■ What the task requires:
From the first line through the one containing "rgb.mean_axis(Axis(2))", restate the listing word for word, and give no other lines.

■ Material to process:
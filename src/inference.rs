//! Segmentation hand-off.
//!
//! Segmenters are plain synchronous functions over sample buffers. The
//! [`InferenceQueue`] runs them on worker threads and sends results back over
//! a channel; only [`InferenceQueue::drain`], called on the model thread,
//! touches records and layers.

use std::panic::{self, AssertUnwindSafe};
use std::sync::Arc;
use std::sync::mpsc::{self, Receiver, RecvTimeoutError, Sender, TryRecvError};
use std::thread::{self, JoinHandle};
use std::time::Duration;

use ndarray::{ArrayD, Axis, Ix3};
use uuid::Uuid;

use crate::error::{Result, VisionError};
use crate::image::{DType, Image, ImageKind, PixelData, normalized_u8};
use crate::journal::Journal;
use crate::layer::ImageLayer;
use crate::layered::LayeredImage;
use crate::palette::Palette;
use crate::{log_err, log_info, log_warn};

/// `segment(samples) -> mask` on the grid of the input.
pub trait Segmenter: Send + Sync {
    fn segment(&self, samples: &PixelData) -> Result<PixelData>;

    fn name(&self) -> &str {
        "segmenter"
    }
}

/// Marks every pixel whose intensity is at least `threshold` with 1.
/// Color pixels use the mean of their channels.
#[derive(Clone, Copy, Debug, PartialEq)]
pub struct ThresholdSegmenter {
    pub threshold: f32,
}

impl ThresholdSegmenter {
    pub fn new(threshold: f32) -> Self {
        Self { threshold }
    }
}

impl Segmenter for ThresholdSegmenter {
    fn segment(&self, samples: &PixelData) -> Result<PixelData> {
        let values: ArrayD<f32> = match samples {
            PixelData::U8(a) => a.mapv(f32::from),
            PixelData::U16(a) => a.mapv(f32::from),
            PixelData::F32(a) => a.clone(),
        };
        let intensity = match values.ndim() {
            2 => values,
            3 if matches!(values.shape()[2], 3 | 4) => {
                let color = values
                    .into_dimensionality::<Ix3>()
                    .map_err(|e| VisionError::Inference(e.to_string()))?;
                let channels = color.shape()[2].min(3);
                let rgb = color.slice_axis(Axis(2), ndarray::Slice::from(0..channels));
                rgb.mean_axis(Axis(2))
                    .ok_or_else(|| VisionError::Inference("empty color axis".into()))?
                    .into_dyn()
            }
            _ => {
                return Err(VisionError::Inference(format!(
                    "threshold segmenter expects a 2D plane or color image, got {:?}",
                    samples.shape()
                )));
            }
        };
        let threshold = self.threshold;
        Ok(PixelData::U8(intensity.mapv(|v| u8::from(v >= threshold))))
    }

    fn name(&self) -> &str {
        "threshold"
    }
}

/// Wrap `samples` as a palette-indexed image on the base layer's kind and
/// install it as layer `name` (created or replaced in place).
///
/// Float output (soft probabilities) is stretched to `0..=255` first, so it
/// can be shown through a 256-entry transfer function.
pub fn install_segmentation(
    layered: &LayeredImage,
    name: &str,
    samples: PixelData,
    palette: Arc<Palette>,
) -> Result<ImageLayer> {
    let base = layered.base_layer().and_then(|l| l.image());
    let kind = base.as_ref().map(|i| i.kind()).unwrap_or(ImageKind::Flat);
    let spatial = base.as_ref().and_then(|i| i.spatial().cloned());
    let samples = if samples.dtype() == DType::F32 {
        normalized_u8(&samples)
    } else {
        samples
    };
    let image = Image::new(kind, samples, Some(palette), spatial)?;
    let layer = layered.add_layer_or_modify_image(name, image)?;
    log_info!("Installed segmentation into layer '{}'", name);
    Ok(layer)
}

struct InferenceOutcome {
    record_id: Uuid,
    layer_name: String,
    result: Result<PixelData>,
}

/// What one [`InferenceQueue::drain`] call did.
#[derive(Clone, Copy, Debug, Default, PartialEq, Eq)]
pub struct DrainReport {
    pub installed: usize,
    /// Results for records no longer in the journal.
    pub dropped: usize,
    pub failed: usize,
}

impl DrainReport {
    fn absorb(&mut self, other: DrainReport) {
        self.installed += other.installed;
        self.dropped += other.dropped;
        self.failed += other.failed;
    }
}

/// How long [`InferenceQueue::wait_all`] blocks before checking for workers
/// that exited without reporting.
const WAIT_POLL: Duration = Duration::from_millis(50);

/// Background segmentation with results delivered to the model thread.
pub struct InferenceQueue {
    segmenter: Arc<dyn Segmenter>,
    palette: Arc<Palette>,
    tx: Sender<InferenceOutcome>,
    rx: Receiver<InferenceOutcome>,
    pending: usize,
    workers: Vec<JoinHandle<()>>,
}

impl InferenceQueue {
    pub fn new(segmenter: Arc<dyn Segmenter>, palette: Arc<Palette>) -> Self {
        let (tx, rx) = mpsc::channel();
        Self {
            segmenter,
            palette,
            tx,
            rx,
            pending: 0,
            workers: Vec::new(),
        }
    }

    pub fn pending(&self) -> usize {
        self.pending
    }

    /// Segment the base image of `record_id` off-thread; the result goes to
    /// layer `layer_name`.
    pub fn submit(&mut self, journal: &Journal, record_id: Uuid, layer_name: &str) -> Result<()> {
        let record = journal
            .record_by_id(record_id)
            .ok_or_else(|| VisionError::NotFound(format!("record {} is not in the journal", record_id)))?;
        let image = record
            .layered_image()
            .base_layer()
            .and_then(|l| l.image())
            .ok_or_else(|| VisionError::NotFound(format!("record {} has no base image", record_id)))?;
        let samples = image.pixels_snapshot();

        let segmenter = Arc::clone(&self.segmenter);
        let tx = self.tx.clone();
        let layer_name = layer_name.to_owned();
        let handle = thread::Builder::new()
            .name(format!("segment-{}", record_id))
            .spawn(move || {
                let result = panic::catch_unwind(AssertUnwindSafe(|| segmenter.segment(&samples)))
                    .unwrap_or_else(|payload| {
                        Err(VisionError::Inference(format!(
                            "{} panicked: {}",
                            segmenter.name(),
                            panic_message(payload.as_ref())
                        )))
                    });
                // The queue may already be gone; nothing to deliver to then.
                let _ = tx.send(InferenceOutcome {
                    record_id,
                    layer_name,
                    result,
                });
            })?;
        self.workers.push(handle);
        self.pending += 1;
        Ok(())
    }

    /// Install every result that has arrived, without blocking.
    pub fn drain(&mut self, journal: &Journal) -> DrainReport {
        let mut report = DrainReport::default();
        loop {
            match self.rx.try_recv() {
                Ok(outcome) => report.absorb(self.install(journal, outcome)),
                Err(TryRecvError::Empty) | Err(TryRecvError::Disconnected) => break,
            }
        }
        self.reap_workers();
        report
    }

    /// Block until every submitted job has been installed or has failed.
    ///
    /// A worker that dies without sending counts as one failure.
    pub fn wait_all(&mut self, journal: &Journal) -> DrainReport {
        let mut report = DrainReport::default();
        while self.pending > 0 {
            match self.rx.recv_timeout(WAIT_POLL) {
                Ok(outcome) => report.absorb(self.install(journal, outcome)),
                Err(RecvTimeoutError::Timeout) => {
                    self.reap_workers();
                    if self.workers.is_empty() {
                        // Everything still queued was sent before the last
                        // worker exited.
                        while let Ok(outcome) = self.rx.try_recv() {
                            report.absorb(self.install(journal, outcome));
                        }
                        if self.pending > 0 {
                            log_err!("{} segmentation job(s) exited without a result", self.pending);
                            report.failed += self.pending;
                            self.pending = 0;
                        }
                    }
                }
                Err(RecvTimeoutError::Disconnected) => break,
            }
        }
        self.reap_workers();
        report
    }

    fn install(&mut self, journal: &Journal, outcome: InferenceOutcome) -> DrainReport {
        self.pending = self.pending.saturating_sub(1);
        let mut report = DrainReport::default();
        let Some(record) = journal.record_by_id(outcome.record_id) else {
            log_warn!(
                "Dropping {} result for removed record {}",
                self.segmenter.name(),
                outcome.record_id
            );
            report.dropped = 1;
            return report;
        };
        let installed = outcome.result.and_then(|samples| {
            install_segmentation(
                record.layered_image(),
                &outcome.layer_name,
                samples,
                Arc::clone(&self.palette),
            )
        });
        match installed {
            Ok(_) => report.installed = 1,
            Err(e) => {
                log_err!("Segmentation of {} failed: {}", record.name(), e);
                report.failed = 1;
            }
        }
        report
    }

    fn reap_workers(&mut self) {
        let (finished, running): (Vec<_>, Vec<_>) =
            std::mem::take(&mut self.workers).into_iter().partition(|h| h.is_finished());
        for handle in finished {
            if handle.join().is_err() {
                log_err!("A segmentation worker panicked");
            }
        }
        self.workers = running;
    }
}

fn panic_message(payload: &(dyn std::any::Any + Send)) -> String {
    if let Some(s) = payload.downcast_ref::<&str>() {
        (*s).to_owned()
    } else if let Some(s) = payload.downcast_ref::<String>() {
        s.clone()
    } else {
        "unknown panic".to_owned()
    }
}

■ Solved exercise:
filename src/inference.rs
//! Segmentation hand-off.
//!
//! Segmenters are plain synchronous functions over sample buffers. The
//! [`InferenceQueue`] runs them on worker threads and sends results back over
//! a channel; only [`InferenceQueue::drain`], called on the model thread,
//! touches records and layers.

use std::panic::{self, AssertUnwindSafe};
use std::sync::Arc;
use std::sync::mpsc::{self, Receiver, RecvTimeoutError, Sender, TryRecvError};
use std::thread::{self, JoinHandle};
use std::time::Duration;

use ndarray::{ArrayD, Axis, Ix3};
use uuid::Uuid;

use crate::error::{Result, VisionError};
use crate::image::{DType, Image, ImageKind, PixelData, normalized_u8};
use crate::journal::Journal;
use crate::layer::ImageLayer;
use crate::layered::LayeredImage;
use crate::palette::Palette;
use crate::{log_err, log_info, log_warn};

/// `segment(samples) -> mask` on the grid of the input.
pub trait Segmenter: Send + Sync {
    fn segment(&self, samples: &PixelData) -> Result<PixelData>;

    fn name(&self) -> &str {
        "segmenter"
    }
}

/// Marks every pixel whose intensity is at least `threshold` with 1.
/// Color pixels use the mean of their channels.
#[derive(Clone, Copy, Debug, PartialEq)]
pub struct ThresholdSegmenter {
    pub threshold: f32,
}

impl ThresholdSegmenter {
    pub fn new(threshold: f32) -> Self {
        Self { threshold }
    }
}

impl Segmenter for ThresholdSegmenter {
    fn segment(&self, samples: &PixelData) -> Result<PixelData> {
        let values: ArrayD<f32> = match samples {
            PixelData::U8(a) => a.mapv(f32::from),
            PixelData::U16(a) => a.mapv(f32::from),
            PixelData::F32(a) => a.clone(),
        };
        let intensity = match values.ndim() {
            2 => values,
            3 if matches!(values.shape()[2], 3 | 4) => {
                let color = values
                    .into_dimensionality::<Ix3>()
                    .map_err(|e| VisionError::Inference(e.to_string()))?;
                let channels = color.shape()[2].min(3);
                let rgb = color.slice_axis(Axis(2), ndarray::Slice::from(0..channels));
                rgb.mean_axis(Axis(2))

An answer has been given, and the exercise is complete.